Margaret Thatcher and Ronald Reagan’s opposition to sanctions quashed
One of the great moments in the international awareness of apartheid came in 1976, when thousands of black children in Soweto township protested against a government policy requiring all classes to be taught in Afrikaans against the government attempt to impose the Afrikaans language on them. Police responded to the protests with violence, killing at least 176 people and injuring more than 1,000 others. The massacre brought more attention to activists’ calls to disengage from South Africa, which the United Nations General Assembly first asked member states to do in 1962.
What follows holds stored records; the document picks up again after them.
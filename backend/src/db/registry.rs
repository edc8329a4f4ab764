//! Process-wide registry of every group and teacher name seen in any document.
//!
//! Names are only ever added. A name that disappears from a later document
//! stays searchable until the process restarts.

use parking_lot::RwLock;
use std::collections::BTreeSet;

use crate::api::EntityKind;

/// Maximum number of names returned by a search.
pub const MAX_SEARCH_RESULTS: usize = 20;

/// Append-only set of observed entity names.
#[derive(Debug, Default)]
pub struct EntityRegistry {
    groups: RwLock<BTreeSet<String>>,
    teachers: RwLock<BTreeSet<String>>,
}

impl EntityRegistry {
    pub fn new() -> Self {
        Self::default()
    }

    fn names(&self, kind: EntityKind) -> &RwLock<BTreeSet<String>> {
        match kind {
            EntityKind::Group => &self.groups,
            EntityKind::Teacher => &self.teachers,
        }
    }

    /// Record names of one kind. Already known names are ignored.
    pub fn extend<'a>(&self, kind: EntityKind, names: impl IntoIterator<Item = &'a str>) {
        let mut known = self.names(kind).write();
        for name in names {
            if !known.contains(name) {
                known.insert(name.to_string());
            }
        }
    }

    pub fn contains(&self, kind: EntityKind, name: &str) -> bool {
        self.names(kind).read().contains(name)
    }

    pub fn len(&self, kind: EntityKind) -> usize {
        self.names(kind).read().len()
    }

    pub fn is_empty(&self) -> bool {
        self.groups.read().is_empty() && self.teachers.read().is_empty()
    }

    /// Case-insensitive substring search, sorted, at most [`MAX_SEARCH_RESULTS`] names.
    pub fn search(&self, kind: EntityKind, query: &str) -> Vec<String> {
        let needle = query.to_lowercase();
        self.names(kind)
            .read()
            .iter()
            .filter(|name| name.to_lowercase().contains(&needle))
            .take(MAX_SEARCH_RESULTS)
            .cloned()
            .collect()
    }
}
The economic sanctions campaigns against South Africa gained momentum in the 1980s, but faced considerable resistance from two prominent heads of state: United States President Ronald Reagan and British Prime Minister Margaret Thatcher. Reagan and Thatcher condemned Mandela and the ANC as communists and terrorists at a time when the apartheid government presented itself as a Cold War ally against Communism.
Reagan vetoed the Comprehensive Anti-Apartheid Act of 1986, but the US Congress overturned its decision with a two-thirds majority, passing the law imposing sanctions on South Africa. The UK has also imposed limited sanctions over Thatcher’s objections. The combination of international sanctions put considerable economic pressure on South Africa, which was then at war with the present-day nations of Namibia, Zambia and Angola.
International pressure is mounting to free Mandela
Anti-apartheid activism has also drawn international attention to Mandela. International defenders urged South Africa to release him and other jailed ANC members and allow exiled members to return to the country.
“As early as 1984, the national intelligence services tried within government structures and also certain ministers to contact the ANC … and to probe the waters of a possibility of a negotiated settlement”, says Anton Ehlers, professor. of history. at the University of Stellenbosch.
The Berlin Wall falls, Nelson Mandela is freed
Visser speculates that the fall of the Berlin Wall in November 1989 helped accelerate the process of ending apartheid, as it removed one of the government’s main defenses among Western allies: that it had to remain in place to fight communism. “The argument that the ANC are just the puppets of the Reds could no longer be used,” says Visser, both because the Cold War was ending and because the ANC now had much more support in Europe. and the United States.
Mandela was finally released free on February 11, 1990, and negotiations to end apartheid officially began that year. These negotiations lasted four years, ending with the election of Mandela as president. In 1996, the country launched a Truth and Reconciliation Commission to attempt to address serious human rights violations during apartheid.